#### The problem
Repeat the listing below word for word, stopping after the line that contains "pub enum StoreError".

#### Task inputs
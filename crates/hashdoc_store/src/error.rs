//! Error types for store operations.

use std::io;
use thiserror::Error;

/// Result type for store operations.
pub type StoreResult<T> = Result<T, StoreError>;

/// Errors that can occur during store operations.
///
/// Transport failures are fatal for the current operation; no retry
/// happens at this layer.
#[derive(Debug, Error)]
pub enum StoreError {
    /// An I/O error occurred.
    #[error("I/O error: {0}")]
    Io(#[from] io::Error),

    /// The connection to the backing store failed.
    #[error("connection error: {message}")]
    Connection {
        /// Description of the transport failure.
        message: String,
    },

    /// The store returned a reply the adapter could not interpret.
    #[error("protocol error: {message}")]
    Protocol {
        /// Description of the unexpected reply.
        message: String,
    },
}

impl StoreError {
    /// Creates a connection error.
    pub fn connection(message: impl Into<String>) -> Self {
        Self::Connection {
            message: message.into(),
        }
    }

    /// Creates a protocol error.
    pub fn protocol(message: impl Into<String>) -> Self {
        Self::Protocol {
            message: message.into(),
        }
    }
}

#[cfg(feature = "redis-backend")]
impl From<redis::RedisError> for StoreError {
    fn from(err: redis::RedisError) -> Self {
        Self::Connection {
            message: err.to_string(),
        }
    }
}
//! # HashDoc Core
//!
//! Record model, query engine, and secondary-index layer for HashDoc.
//!
//! HashDoc gives structured records document-like persistence on top of
//! a schemaless key-value hash store, emulating find-by-key,
//! find-by-predicate, and pagination without a query engine on the store
//! side. A record's identity and queryable attribute values are encoded
//! deterministically into its store key; predicate queries become glob
//! patterns over the keyspace, enumerated through the store's cursor
//! protocol, or served from sorted-set indexes when the store is wrapped
//! in an [`IndexedStore`].
//!
//! ## Usage
//!
//! ```
//! use hashdoc_core::{Collection, Schema};
//! use hashdoc_store::InMemoryStore;
//! use std::sync::Arc;
//!
//! let schema = Schema::builder("orders").queryable("status").build();
//! let orders = Collection::new(schema, Arc::new(InMemoryStore::new()));
//!
//! let mut order = orders.new_record();
//! order.set("id", "o1");
//! order.set("status", "pending");
//! orders.save(&mut order).unwrap();
//!
//! let pending = orders
//!     .query()
//!     .where_eq("status", "pending")
//!     .unwrap()
//!     .all()
//!     .unwrap();
//! assert_eq!(pending.len(), 1);
//! ```
//!
//! ## Consistency
//!
//! One blocking store round-trip at a time; no internal parallelism, no
//! retries, no engine-level timeouts. Concurrent scanners and writers
//! see each other per the store's own scan contract. The move a changed
//! queryable attribute triggers on save holds no lock - a concurrent
//! reader can observe neither or both keys.

#![deny(unsafe_code)]
#![warn(missing_docs)]

mod collection;
mod error;
mod hook;
mod index;
mod query;
mod record;
mod schema;
mod value;

pub use collection::Collection;
pub use error::{CoreError, CoreResult};
pub use hook::{Hooks, Lifecycle};
pub use index::{IndexedStore, SchemaRegistry};
pub use query::{Query, DEFAULT_CHUNK_SIZE};
pub use record::Record;
pub use schema::{KeyStrategy, Schema, SchemaBuilder};
pub use value::{index_value, CastKind, Scalar};
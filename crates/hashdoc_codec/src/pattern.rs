//! Scan-pattern construction and decomposition.
//!
//! Patterns share [`super::key::encode_key`]'s segment layout, with `*`
//! standing in for any unconstrained attribute. Constraint values may
//! themselves carry glob wildcards for partial matching.

use crate::key::{NULL_TOKEN, SEPARATOR};
use std::collections::{BTreeMap, BTreeSet};

/// Builds a store-scannable glob pattern from a set of constraints.
///
/// Produces the same segment layout as `encode_key`, substituting `*` for
/// the key field and any queryable attribute without an entry in
/// `constraints`, and the constraint value verbatim otherwise. A
/// constraint of `"21*"` matches stored values `21`, `212`, `219` but not
/// `2`; a constraint equal to [`NULL_TOKEN`] matches records whose
/// attribute is absent or empty.
///
/// Glob metacharacters (`*`, `?`, `[`) inside a constraint value are NOT
/// escaped: the store will interpret them as wildcards, not literals.
#[must_use]
pub fn build_pattern(
    prefix: &str,
    key_field: &str,
    queryable: &BTreeSet<String>,
    constraints: &BTreeMap<String, String>,
) -> String {
    let key_part = constraints.get(key_field).map(String::as_str).unwrap_or("*");

    let mut pattern = String::new();
    pattern.push_str(prefix);
    pattern.push(SEPARATOR);
    pattern.push_str(key_field);
    pattern.push(SEPARATOR);
    pattern.push_str(key_part);

    for attr in queryable {
        let value = constraints.get(attr).map(String::as_str).unwrap_or("*");
        pattern.push(SEPARATOR);
        pattern.push_str(attr);
        pattern.push(SEPARATOR);
        pattern.push_str(value);
    }

    pattern
}

/// Returns true when `value` contains store glob metacharacters.
#[must_use]
pub fn has_glob_metachars(value: &str) -> bool {
    value.contains(['*', '?', '[', '\\'])
}

/// A pattern split back into its layout parts.
///
/// Produced by [`decompose_pattern`]. Values are verbatim pattern
/// segments: `"*"` for an unconstrained slot, possibly-wildcarded
/// fragments otherwise.
#[derive(Debug, Clone, PartialEq, Eq)]
pub struct PatternParts {
    /// Leading type prefix segment.
    pub prefix: String,
    /// Constraint on the key-field segment (`"*"` when unconstrained).
    pub key_constraint: String,
    /// Constraint per queryable attribute, in attribute order.
    pub constraints: BTreeMap<String, String>,
}

impl PatternParts {
    /// Returns true when the constraint for `attr` pins a single concrete
    /// value an index set could serve: wildcard-free and not the null
    /// token (absent values have no per-value index set).
    #[must_use]
    pub fn is_index_servable(&self, attr: &str) -> bool {
        self.constraints
            .get(attr)
            .is_some_and(|v| v != "*" && v != NULL_TOKEN && !has_glob_metachars(v))
    }
}

/// Splits a pattern produced by [`build_pattern`] back into its parts,
/// validated against a known key layout.
///
/// Returns `None` when the segment count or the attribute-name segments
/// do not line up with `key_field` + `queryable` - the caller then treats
/// the pattern as opaque. Layout knowledge always comes from the caller's
/// schema; nothing is inferred from the key string itself.
#[must_use]
pub fn decompose_pattern(
    pattern: &str,
    key_field: &str,
    queryable: &BTreeSet<String>,
) -> Option<PatternParts> {
    let segments: Vec<&str> = pattern.split(SEPARATOR).collect();
    if segments.len() != 3 + 2 * queryable.len() {
        return None;
    }
    if segments[1] != key_field {
        return None;
    }

    let mut constraints = BTreeMap::new();
    for (slot, attr) in queryable.iter().enumerate() {
        let name = segments[3 + 2 * slot];
        let value = segments[4 + 2 * slot];
        if name != attr {
            return None;
        }
        constraints.insert(attr.clone(), value.to_string());
    }

    Some(PatternParts {
        prefix: segments[0].to_string(),
        key_constraint: segments[2].to_string(),
        constraints,
    })
}
//! Runtime context injected into dispatch and node execution
//!
//! External collaborators (NLU provider, action registry, normalizer,
//! validators, the parsed spec and its compiled graphs) are bundled into a
//! [`Runtime`] value produced by the engine at startup and handed to every
//! component that needs them. Nothing reads global state, which is what makes
//! test-double substitution a constructor argument instead of a linker trick.
//!
//! Everything in the bundle is immutable after startup and shared across
//! session workers without locking.

use serde_json::Value;
use std::collections::HashMap;
use std::sync::Arc;

use crate::action::{ActionRegistry, SlotNormalizer, ValidatorRegistry};
use crate::compiler::CompiledSpec;
use crate::config::{DialogueSpec, ResponseTemplates, Settings};
use crate::nlu::NluProvider;
use crate::state::DialogueState;
use crate::template::interpolate;

/// Immutable bundle of external collaborators and compiled configuration
#[derive(Clone)]
pub struct Runtime {
    spec: Arc<DialogueSpec>,
    compiled: Arc<CompiledSpec>,
    nlu: Arc<dyn NluProvider>,
    actions: Arc<ActionRegistry>,
    normalizer: Arc<dyn SlotNormalizer>,
    validators: Arc<ValidatorRegistry>,
}

impl Runtime {
    pub fn new(
        spec: Arc<DialogueSpec>,
        compiled: Arc<CompiledSpec>,
        nlu: Arc<dyn NluProvider>,
        actions: Arc<ActionRegistry>,
        normalizer: Arc<dyn SlotNormalizer>,
        validators: Arc<ValidatorRegistry>,
    ) -> Self {
        Self {
            spec,
            compiled,
            nlu,
            actions,
            normalizer,
            validators,
        }
    }

    pub fn spec(&self) -> &DialogueSpec {
        &self.spec
    }

    pub fn compiled(&self) -> &CompiledSpec {
        &self.compiled
    }

    pub fn nlu(&self) -> &dyn NluProvider {
        self.nlu.as_ref()
    }

    pub fn actions(&self) -> &ActionRegistry {
        &self.actions
    }

    pub fn normalizer(&self) -> &dyn SlotNormalizer {
        self.normalizer.as_ref()
    }

    pub fn validators(&self) -> &ValidatorRegistry {
        &self.validators
    }

    pub fn settings(&self) -> &Settings {
        &self.spec.settings
    }

    pub fn templates(&self) -> &ResponseTemplates {
        &self.spec.responses
    }

    /// Render a template against the active flow's slots plus extra variables
    pub fn render(
        &self,
        template: &str,
        state: &DialogueState,
        extra: &[(&str, Value)],
    ) -> String {
        let mut vars: HashMap<String, Value> = state.active_slots();
        for (k, v) in extra {
            vars.insert((*k).to_string(), v.clone());
        }
        interpolate(template, &vars)
    }
}

impl std::fmt::Debug for Runtime {
    fn fmt(&self, f: &mut std::fmt::Formatter<'_>) -> std::fmt::Result {
        f.debug_struct("Runtime")
            .field("flows", &self.compiled.flow_names())
            .field("actions", &self.actions.names())
            .finish()
    }
}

#### Exercise answer
filename crates/hashdoc_store/src/error.rs
//! Error types for store operations.

use std::io;
use thiserror::Error;

/// Result type for store operations.
pub type StoreResult<T> = Result<T, StoreError>;

/// Errors that can occur during store operations.
///
/// Transport failures are fatal for the current operation; no retry
/// happens at this layer.
#[derive(Debug, Error)]
pub enum StoreError {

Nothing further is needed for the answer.